# Brief:
Every line in the following data that has "async" counts toward the total; state that total alone.

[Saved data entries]
━━━━━━━━

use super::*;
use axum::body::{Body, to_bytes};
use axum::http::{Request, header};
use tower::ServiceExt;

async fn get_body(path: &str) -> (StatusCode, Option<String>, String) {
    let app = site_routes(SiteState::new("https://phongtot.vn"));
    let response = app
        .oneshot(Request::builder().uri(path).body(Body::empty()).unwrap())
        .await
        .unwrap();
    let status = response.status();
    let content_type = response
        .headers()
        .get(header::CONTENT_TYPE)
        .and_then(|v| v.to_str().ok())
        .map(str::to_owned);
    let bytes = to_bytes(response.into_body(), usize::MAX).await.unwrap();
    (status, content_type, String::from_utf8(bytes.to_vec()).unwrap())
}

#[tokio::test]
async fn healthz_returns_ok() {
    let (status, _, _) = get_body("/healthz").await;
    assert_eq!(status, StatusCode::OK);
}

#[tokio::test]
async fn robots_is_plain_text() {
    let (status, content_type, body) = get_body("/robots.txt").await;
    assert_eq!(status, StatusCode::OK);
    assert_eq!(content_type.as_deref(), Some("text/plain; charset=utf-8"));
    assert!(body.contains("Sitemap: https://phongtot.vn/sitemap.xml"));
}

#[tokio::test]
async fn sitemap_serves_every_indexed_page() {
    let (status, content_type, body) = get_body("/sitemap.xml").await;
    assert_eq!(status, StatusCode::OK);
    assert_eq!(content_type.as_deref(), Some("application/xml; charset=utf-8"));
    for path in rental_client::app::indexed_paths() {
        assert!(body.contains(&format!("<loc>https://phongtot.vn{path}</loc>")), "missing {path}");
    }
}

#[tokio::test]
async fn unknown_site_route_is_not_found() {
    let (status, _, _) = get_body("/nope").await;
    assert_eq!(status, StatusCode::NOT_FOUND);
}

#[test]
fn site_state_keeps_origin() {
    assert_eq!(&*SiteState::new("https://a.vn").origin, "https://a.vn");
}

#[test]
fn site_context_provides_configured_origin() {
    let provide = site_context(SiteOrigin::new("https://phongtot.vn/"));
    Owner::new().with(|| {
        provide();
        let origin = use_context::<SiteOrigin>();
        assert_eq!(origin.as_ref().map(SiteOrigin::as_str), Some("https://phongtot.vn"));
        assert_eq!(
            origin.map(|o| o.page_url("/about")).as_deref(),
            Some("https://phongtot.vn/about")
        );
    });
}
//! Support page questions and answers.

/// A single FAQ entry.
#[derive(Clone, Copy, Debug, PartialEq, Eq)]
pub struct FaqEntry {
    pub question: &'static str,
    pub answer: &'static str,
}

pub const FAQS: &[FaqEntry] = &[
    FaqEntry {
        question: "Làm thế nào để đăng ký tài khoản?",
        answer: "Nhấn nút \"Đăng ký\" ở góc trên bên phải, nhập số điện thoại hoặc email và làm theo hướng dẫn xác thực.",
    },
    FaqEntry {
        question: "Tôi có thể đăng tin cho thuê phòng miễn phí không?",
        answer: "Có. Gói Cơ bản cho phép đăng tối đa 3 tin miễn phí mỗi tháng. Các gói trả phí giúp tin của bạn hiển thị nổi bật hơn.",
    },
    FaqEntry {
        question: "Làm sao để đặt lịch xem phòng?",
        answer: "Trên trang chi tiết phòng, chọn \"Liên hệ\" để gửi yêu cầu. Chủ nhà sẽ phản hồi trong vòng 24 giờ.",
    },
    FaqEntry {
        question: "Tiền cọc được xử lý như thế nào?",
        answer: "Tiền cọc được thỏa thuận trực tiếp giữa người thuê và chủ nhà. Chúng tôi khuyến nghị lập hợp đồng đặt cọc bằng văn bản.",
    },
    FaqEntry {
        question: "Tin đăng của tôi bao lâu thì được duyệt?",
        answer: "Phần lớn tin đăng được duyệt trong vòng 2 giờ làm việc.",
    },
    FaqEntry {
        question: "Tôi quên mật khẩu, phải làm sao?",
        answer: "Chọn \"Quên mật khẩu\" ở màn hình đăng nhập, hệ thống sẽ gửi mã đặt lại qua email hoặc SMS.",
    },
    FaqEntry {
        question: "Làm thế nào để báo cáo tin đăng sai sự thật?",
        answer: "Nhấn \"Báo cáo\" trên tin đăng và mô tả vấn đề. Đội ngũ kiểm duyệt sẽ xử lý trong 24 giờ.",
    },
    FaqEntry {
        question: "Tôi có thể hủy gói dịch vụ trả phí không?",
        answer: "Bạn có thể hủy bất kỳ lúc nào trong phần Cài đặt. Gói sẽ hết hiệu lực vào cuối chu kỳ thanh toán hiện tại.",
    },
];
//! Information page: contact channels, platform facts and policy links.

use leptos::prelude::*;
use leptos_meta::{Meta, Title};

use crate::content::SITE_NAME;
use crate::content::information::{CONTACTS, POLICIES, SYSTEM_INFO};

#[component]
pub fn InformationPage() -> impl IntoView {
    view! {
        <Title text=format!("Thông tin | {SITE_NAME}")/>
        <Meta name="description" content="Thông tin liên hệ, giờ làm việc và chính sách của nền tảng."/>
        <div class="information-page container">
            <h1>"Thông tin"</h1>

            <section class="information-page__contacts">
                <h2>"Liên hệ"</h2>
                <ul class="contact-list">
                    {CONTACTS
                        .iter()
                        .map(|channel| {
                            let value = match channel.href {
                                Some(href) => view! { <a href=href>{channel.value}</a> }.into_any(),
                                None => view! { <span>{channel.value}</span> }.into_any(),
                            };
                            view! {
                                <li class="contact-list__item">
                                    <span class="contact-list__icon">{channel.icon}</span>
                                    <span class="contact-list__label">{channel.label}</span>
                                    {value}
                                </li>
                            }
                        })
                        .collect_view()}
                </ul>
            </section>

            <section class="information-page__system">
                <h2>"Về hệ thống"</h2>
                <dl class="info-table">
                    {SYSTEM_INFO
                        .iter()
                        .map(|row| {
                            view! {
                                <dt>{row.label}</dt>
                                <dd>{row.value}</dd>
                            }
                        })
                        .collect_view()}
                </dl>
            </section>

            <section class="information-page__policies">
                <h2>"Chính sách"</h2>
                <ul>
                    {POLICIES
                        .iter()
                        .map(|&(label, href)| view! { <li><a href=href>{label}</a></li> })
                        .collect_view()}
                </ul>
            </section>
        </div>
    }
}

━━━━━━━━

# Your solution:
5